But doing if [ -e "$f" ]; then ... works without error (and the test fails) in all shells I tried.

(The POSIX definition says that -e is "False if pathname cannot be resolved", but doesn't explicitly mention diagnostics. So perhaps some implementation could give an error in some situation, I'm not sure. Do tell if you find such a case.)

_{(The table in Wikipedia does mention two Linux filesystems with a higher per-file length, but I doubt they're used much nowadays, and I also understand Linux has a 255-byte limit in general, regardless of the filesystem.)}

I consider it good practice to always include quotes around expansions anyway. — Brian Drake, Apr 05 '21 at 11:35
I don't like relying too much on "this will most likely never happen". You might just be very unlucky some day. — Thorbjørn Ravn Andersen, Apr 05 '21 at 11:55
I do not like relying on this either, but we rely on it anyway. For example, as I understand it, Linux relies on a UUID to determine which partition it was started from. A collision here would presumably be catastrophic, unless Linux detects the collision and halts. — Brian Drake, Apr 05 '21 at 12:06
@ThorbjørnRavnAndersen There's also a greater-than-zero probability that your computer will spontaneously grow an arm and start slapping people in the face. I'm guessing you don't consider that to be realistically possible, though. Likewise, it's not realistically possible for a randomly generated filename with 128 bits of entropy to coincidentally match a filename that already exists on the system. — Tanner Swett, Apr 05 '21 at 12:07
@ThorbjørnRavnAndersen, yeah... well, if you ever use e.g. git, you rely on not having two objects generate the same SHA-1 hash. (SHA-1 is 160 bits, but since it can be any pair, the birthday attack applies, and you need only around 2^80 objects to have a 50 % chance of a collision.) Similar for almost all modern cryptography. And you might, in theory, be so unlucky that someone would guess your password on the very first try. (Or your GPG key, or whatever.) — ilkkachu, Apr 05 '21 at 12:07
@ThorbjørnRavnAndersen, but really, it's not about just "being unlucky one day" in the ordinary sense; it's more like on the order of getting hit by lighting, being bitten by a shark, surviving a car accident, and winning the national lottery, all on the same day. And then some. The numbers are big. I mean, mind-bogglingly big. That crypto.SE post I linked to compares it to the age of the universe, and still needs to add two more zeroes. — ilkkachu, Apr 05 '21 at 12:11
@BrianDrake, and oh yes indeed, you should always use quotes in POSIX-like shells.

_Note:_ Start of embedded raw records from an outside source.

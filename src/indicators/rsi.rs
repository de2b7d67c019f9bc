// =============================================================================
// Relative Strength Index (RSI) — Wilder's Smoothing
// =============================================================================
//
// RSI measures the speed and magnitude of recent price changes to evaluate
// whether an asset is overbought or oversold.
//
// Step 1 — Split per-step deltas into gains (positive moves) and losses
//          (absolute value of negative moves).  The first position has no
//          delta and contributes zero to both.
// Step 2 — Wilder-smooth (alpha = 1/period) the gain and loss sequences
//          independently.
// Step 3 — RS  = avg_gain / avg_loss
//          RSI = 100 - 100 / (1 + RS)
//          When avg_loss == 0 the RSI saturates at 100 — no division occurs.
// Step 4 — The first `period` positions are warm-up; they are backfilled with
//          the first defined value, so the output has one concrete value per
//          input close.
// =============================================================================

use crate::indicators::{backfill, wilder_smooth};

/// Compute the full RSI series for `closes` with the given `period`.
///
/// The output has the same length and alignment as the input, with every
/// value in `[0, 100]`.
///
/// # Edge cases
/// - Empty input => empty output.
/// - Fewer closes than `period + 1` => every position carries the single
///   backfilled value (degenerate but defined).
/// - A series with no down moves (avg_loss == 0) saturates at 100.0.
pub fn rsi(closes: &[f64], period: usize) -> Vec<f64> {
    if closes.is_empty() {
        return Vec::new();
    }

    let n = closes.len();
    let mut gains = Vec::with_capacity(n);
    let mut losses = Vec::with_capacity(n);
    gains.push(0.0);
    losses.push(0.0);
    for w in closes.windows(2) {
        let delta = w[1] - w[0];
        gains.push(delta.max(0.0));
        losses.push((-delta).max(0.0));
    }

    let avg_gain = wilder_smooth(&gains, period);
    let avg_loss = wilder_smooth(&losses, period);

    // Positions before the warm-up boundary are not yet meaningful; mark them
    // NaN and let backfill overwrite them with the first defined value.
    let warmup = period.min(n - 1);

    let mut out = Vec::with_capacity(n);
    for i in 0..n {
        if i < warmup {
            out.push(f64::NAN);
        } else {
            out.push(rsi_from_averages(avg_gain[i], avg_loss[i]));
        }
    }
    backfill(&mut out);

    out
}

/// Convert smoothed average gain / loss into an RSI value in [0, 100].
///
/// A zero average loss means there were no down moves in the smoothed window,
/// which saturates the index at 100 (equivalent to RS = +inf).
fn rsi_from_averages(avg_gain: f64, avg_loss: f64) -> f64 {
    if avg_loss == 0.0 {
        return 100.0;
    }
    let rs = avg_gain / avg_loss;
    100.0 - 100.0 / (1.0 + rs)
}
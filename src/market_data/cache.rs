// =============================================================================
// Market Data Cache — TTL cache over the upstream exchange sources
// =============================================================================
//
// Isolates the signal pipeline from upstream latency, failures, and duplicate
// calls.  Two maps, two policies:
//
//   Candles  — keyed (symbol, timeframe, limit, exchange).  Freshness matters
//              for signal correctness, so an expired entry is never served:
//              a refresh failure propagates and an empty upstream response is
//              `DataUnavailable`.
//   Funding  — keyed (symbol, exchange).  Funding rates move slowly, so a
//              failed refresh falls back to the last cached value even when
//              expired; only a failure with no cached value propagates.
//
// Concurrent misses on the same key share a single upstream fetch through a
// per-key in-flight lock.  Lock maps are guarded by parking_lot and released
// before any await; only the per-key async mutex is held across the fetch.

use std::collections::HashMap;
use std::sync::Arc;
use std::time::{Duration, Instant};

use async_trait::async_trait;
use parking_lot::{Mutex, RwLock};
use tokio::sync::Mutex as AsyncMutex;
use tracing::{debug, warn};

use crate::market_data::candle::Candle;
use crate::market_data::error::MarketError;
use crate::types::FundingSnapshot;

/// Upstream data source for a single exchange.
///
/// Implementations perform the actual network calls; the cache never needs to
/// know how.  Both methods fail with a plain error on network/exchange
/// trouble, and `fetch_candles` returns an empty vector when the exchange has
/// no data for the request.
#[async_trait]
pub trait MarketSource: Send + Sync {
    async fn fetch_candles(
        &self,
        symbol: &str,
        timeframe: &str,
        limit: u32,
    ) -> anyhow::Result<Vec<Candle>>;

    async fn fetch_funding(&self, symbol: &str) -> anyhow::Result<FundingSnapshot>;
}

// -----------------------------------------------------------------------------
// Keys and entries
// -----------------------------------------------------------------------------

#[derive(Debug, Clone, Hash, PartialEq, Eq)]
struct CandleKey {
    symbol: String,
    timeframe: String,
    limit: u32,
    exchange: String,
}

#[derive(Debug, Clone, Hash, PartialEq, Eq)]
struct FundingKey {
    symbol: String,
    exchange: String,
}

struct CacheEntry<T> {
    value: T,
    fetched_at: Instant,
}

impl<T> CacheEntry<T> {
    fn new(value: T) -> Self {
        Self {
            value,
            fetched_at: Instant::now(),
        }
    }

    fn fresh(&self, ttl: Duration) -> bool {
        self.fetched_at.elapsed() < ttl
    }
}

// -----------------------------------------------------------------------------
// MarketDataCache
// -----------------------------------------------------------------------------

/// TTL-bounded cache shared by every request handler.
///
/// Updates are last-writer-wins per key.  Candle series are stored behind an
/// `Arc` so cache hits hand out shared references instead of cloning the
/// whole series.
pub struct MarketDataCache {
    sources: HashMap<String, Arc<dyn MarketSource>>,
    candle_ttl: Duration,
    funding_ttl: Duration,
    candles: RwLock<HashMap<CandleKey, CacheEntry<Arc<Vec<Candle>>>>>,
    funding: RwLock<HashMap<FundingKey, CacheEntry<FundingSnapshot>>>,
    candle_flights: Mutex<HashMap<CandleKey, Arc<AsyncMutex<()>>>>,
    funding_flights: Mutex<HashMap<FundingKey, Arc<AsyncMutex<()>>>>,
}

impl MarketDataCache {
    pub fn new(candle_ttl: Duration, funding_ttl: Duration) -> Self {
        Self {
            sources: HashMap::new(),
            candle_ttl,
            funding_ttl,
            candles: RwLock::new(HashMap::new()),
            funding: RwLock::new(HashMap::new()),
            candle_flights: Mutex::new(HashMap::new()),
            funding_flights: Mutex::new(HashMap::new()),
        }
    }

    /// Register the upstream source for `exchange`.  Requests naming an
    /// exchange with no registered source resolve to "unsupported".
    pub fn register_source(&mut self, exchange: impl Into<String>, source: Arc<dyn MarketSource>) {
        self.sources.insert(exchange.into(), source);
    }

    // -------------------------------------------------------------------------
    // Candles
    // -------------------------------------------------------------------------

    /// Return the candle series for the exact `(symbol, timeframe, limit,
    /// exchange)` tuple, fetching upstream on miss or expiry.
    ///
    /// Distinct timeframes/limits are distinct entries; the cache never
    /// slices or interpolates between them.
    pub async fn fetch_candles(
        &self,
        symbol: &str,
        timeframe: &str,
        limit: u32,
        exchange: &str,
    ) -> Result<Arc<Vec<Candle>>, MarketError> {
        let key = CandleKey {
            symbol: symbol.to_string(),
            timeframe: timeframe.to_string(),
            limit,
            exchange: exchange.to_string(),
        };

        if let Some(hit) = self.fresh_candles(&key) {
            debug!(symbol, timeframe, limit, exchange, "candle cache hit");
            return Ok(hit);
        }

        let source = self
            .sources
            .get(exchange)
            .ok_or_else(|| MarketError::UnsupportedExchange(exchange.to_string()))?
            .clone();

        let gate = {
            let mut flights = self.candle_flights.lock();
            flights.entry(key.clone()).or_default().clone()
        };
        let _guard = gate.lock().await;

        // Another request may have populated the entry while we waited.
        if let Some(hit) = self.fresh_candles(&key) {
            debug!(symbol, timeframe, "candle cache filled by concurrent fetch");
            return Ok(hit);
        }

        let outcome = match source.fetch_candles(symbol, timeframe, limit).await {
            Ok(rows) if rows.is_empty() => Err(MarketError::DataUnavailable {
                symbol: symbol.to_string(),
                timeframe: timeframe.to_string(),
                exchange: exchange.to_string(),
            }),
            Ok(rows) => {
                debug!(symbol, timeframe, rows = rows.len(), "candle series fetched");
                let series = Arc::new(rows);
                self.candles
                    .write()
                    .insert(key.clone(), CacheEntry::new(series.clone()));
                Ok(series)
            }
            Err(e) => Err(MarketError::upstream(
                symbol,
                exchange,
                format!("{timeframe} klines"),
                e,
            )),
        };

        self.candle_flights.lock().remove(&key);
        outcome
    }

    fn fresh_candles(&self, key: &CandleKey) -> Option<Arc<Vec<Candle>>> {
        let map = self.candles.read();
        map.get(key)
            .filter(|entry| entry.fresh(self.candle_ttl))
            .map(|entry| entry.value.clone())
    }

    // -------------------------------------------------------------------------
    // Funding rate
    // -------------------------------------------------------------------------

    /// Return the funding snapshot for `(symbol, exchange)`.
    ///
    /// `Ok(None)` means the exchange has no funding integration — distinct
    /// from a fetch failure.  On refresh failure the last cached value is
    /// served even when expired; the error propagates only when nothing was
    /// ever cached.
    pub async fn fetch_funding_rate(
        &self,
        symbol: &str,
        exchange: &str,
    ) -> Result<Option<FundingSnapshot>, MarketError> {
        let source = match self.sources.get(exchange) {
            Some(s) => s.clone(),
            None => {
                debug!(symbol, exchange, "no funding integration for exchange");
                return Ok(None);
            }
        };

        let key = FundingKey {
            symbol: symbol.to_string(),
            exchange: exchange.to_string(),
        };

        if let Some(hit) = self.fresh_funding(&key) {
            debug!(symbol, exchange, "funding cache hit");
            return Ok(Some(hit));
        }

        let gate = {
            let mut flights = self.funding_flights.lock();
            flights.entry(key.clone()).or_default().clone()
        };
        let _guard = gate.lock().await;

        if let Some(hit) = self.fresh_funding(&key) {
            return Ok(Some(hit));
        }

        let outcome = match source.fetch_funding(symbol).await {
            Ok(snapshot) => {
                debug!(
                    symbol,
                    exchange,
                    rate = snapshot.last_funding_rate,
                    "funding rate fetched"
                );
                self.funding
                    .write()
                    .insert(key.clone(), CacheEntry::new(snapshot.clone()));
                Ok(Some(snapshot))
            }
            Err(e) => {
                // Stale fallback: partial staleness beats a missing input.
                let stale = self.funding.read().get(&key).map(|e| e.value.clone());
                match stale {
                    Some(snapshot) => {
                        warn!(
                            symbol,
                            exchange,
                            error = %e,
                            "funding refresh failed — serving stale cached value"
                        );
                        Ok(Some(snapshot))
                    }
                    None => Err(MarketError::upstream(symbol, exchange, "funding rate", e)),
                }
            }
        };

        self.funding_flights.lock().remove(&key);
        outcome
    }

    fn fresh_funding(&self, key: &FundingKey) -> Option<FundingSnapshot> {
        let map = self.funding.read();
        map.get(key)
            .filter(|entry| entry.fresh(self.funding_ttl))
            .map(|entry| entry.value.clone())
    }
}
// =============================================================================
// Moving Average Convergence Divergence (MACD)
// =============================================================================
//
//   dif  = EMA(close, fast) - EMA(close, slow)
//   dea  = EMA(dif, signal)
//   hist = 2 * (dif - dea)
//
// The doubled histogram matches the service's long-standing output contract
// (some charting conventions omit the factor); consumers calibrate their
// thresholds against the doubled value.
// =============================================================================

use crate::indicators::{backfill, ema};

/// The three MACD output series, each aligned 1:1 with the input closes.
#[derive(Debug, Clone, PartialEq)]
pub struct MacdSeries {
    pub dif: Vec<f64>,
    pub dea: Vec<f64>,
    pub hist: Vec<f64>,
}

impl MacdSeries {
    /// Most recent `(dif, dea, hist)` triple, if the series is non-empty.
    pub fn latest(&self) -> Option<(f64, f64, f64)> {
        Some((
            *self.dif.last()?,
            *self.dea.last()?,
            *self.hist.last()?,
        ))
    }
}

/// Compute MACD over `closes` with the given spans.
///
/// Output series have the same length as the input.  Empty input yields
/// empty series.  The warm-up backfill policy mirrors RSI's: with seeded
/// EMAs every position is already defined, and the explicit backfill pass
/// guarantees it stays that way.
pub fn macd(closes: &[f64], fast: usize, slow: usize, signal: usize) -> MacdSeries {
    let ema_fast = ema(closes, fast);
    let ema_slow = ema(closes, slow);

    let mut dif: Vec<f64> = ema_fast
        .iter()
        .zip(ema_slow.iter())
        .map(|(f, s)| f - s)
        .collect();

    let mut dea = ema(&dif, signal);

    let mut hist: Vec<f64> = dif
        .iter()
        .zip(dea.iter())
        .map(|(d, e)| 2.0 * (d - e))
        .collect();

    backfill(&mut dif);
    backfill(&mut dea);
    backfill(&mut hist);

    MacdSeries { dif, dea, hist }
}
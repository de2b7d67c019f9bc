// =============================================================================
// Shared types used across the Helios signal service
// =============================================================================

use serde::{Deserialize, Serialize};

/// Discrete trading action derived by the signal synthesizer.
#[derive(Debug, Clone, Copy, PartialEq, Eq, Serialize, Deserialize)]
#[serde(rename_all = "lowercase")]
pub enum Action {
    Buy,
    Sell,
    Wait,
}

impl Default for Action {
    fn default() -> Self {
        Self::Wait
    }
}

impl std::fmt::Display for Action {
    fn fmt(&self, f: &mut std::fmt::Formatter<'_>) -> std::fmt::Result {
        match self {
            Self::Buy => write!(f, "buy"),
            Self::Sell => write!(f, "sell"),
            Self::Wait => write!(f, "wait"),
        }
    }
}

/// Latest scalar value of each input feeding the decision table.
#[derive(Debug, Clone, Copy, PartialEq, Default, Serialize, Deserialize)]
pub struct SignalScores {
    pub rsi: f64,
    pub funding: f64,
    pub macd_hist: f64,
    pub dif: f64,
    pub dea: f64,
}

/// Support/resistance extremes over the trailing level window.
#[derive(Debug, Clone, Copy, PartialEq, Default, Serialize, Deserialize)]
pub struct PriceLevels {
    pub support: f64,
    pub resistance: f64,
}

/// Point-in-time funding snapshot from the perpetual futures market.
///
/// Field names are camelCase on the wire — this is the stable payload shape
/// consumers already parse.
#[derive(Debug, Clone, PartialEq, Serialize, Deserialize)]
#[serde(rename_all = "camelCase")]
pub struct FundingSnapshot {
    pub symbol: String,
    pub mark_price: f64,
    pub last_funding_rate: f64,
    /// Timestamp (ms) of the next funding event.
    pub next_funding_time: i64,
    /// Exchange server time (ms) at the moment of the snapshot.
    pub time: i64,
}

/// The full signal payload returned to consumers.
///
/// `action`, `scores`, `reasons`, `levels`, and `meta` are the stable
/// contract; the chart dashboard and any external consumer rely on these
/// exact names.
#[derive(Debug, Clone, PartialEq, Serialize)]
pub struct SignalResponse {
    pub symbol: String,
    pub timeframe: String,
    pub action: Action,
    pub scores: SignalScores,
    pub reasons: Vec<String>,
    pub levels: PriceLevels,
    pub meta: serde_json::Value,
}
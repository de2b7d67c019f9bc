pub mod cache;
pub mod candle;
pub mod error;

// Re-export the core types for convenient access (e.g. `use crate::market_data::Candle`).
pub use cache::{MarketDataCache, MarketSource};
pub use candle::Candle;
pub use error::MarketError;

Just that often you can get away without them, but here, no chance of that working. — ilkkachu, Apr 05 '21 at 12:26
@ThorbjørnRavnAndersen You rely on "most likely never happen" more than you think. Cryptography (pretty much all of cryptography) is based on random number being never guessable. So any banking you've ever done has been secured on "most likely never happen" — Philip Couling, Apr 06 '21 at 16:03
Thanks to all those telling me how unlikely this is. Apparently you have never been bitten by something that should not happen ever. You might find https://docs.microsoft.com/en-us/archive/blogs/larryosterman/one-in-a-million-is-next-tuesday interesting. — Thorbjørn Ravn Andersen, Apr 07 '21 at 05:59
@ThorbjørnRavnAndersen: "one in a million" is hugely, enormously, exceptionally, mind-bogglingly bigger that "one in a quadrillion" (2^80). That's the point being made. — abeboparebop, Apr 07 '21 at 07:50
@ThorbjørnRavnAndersen, one million (1 000 000) is 10^6, about 2^20. Then, 2^128 is about 10^38. There's a difference of a full 32 orders of magnitude. In comparison, that's the same scale difference as between the size of a red blood cell (~10^-6 m) and the diameter of the visible universe (~10^26 m). So yes, once in a million is next Tuesday, or if you try a bit harder, next second. Once in 10^38 is never. — ilkkachu, Apr 07 '21 at 08:05
Now, if anyone wants to continue arguing statistics and scales of numbers, please take it somewhere else. Downvote on the way if you have to, but I'm a bit tired of getting pings for that subject. — ilkkachu, Apr 07 '21 at 08:06

DrSheldon · Answer 4 · 2021-04-06T23:05:14.893

16

Since process IDs are never negative, /proc/-1 will never exist.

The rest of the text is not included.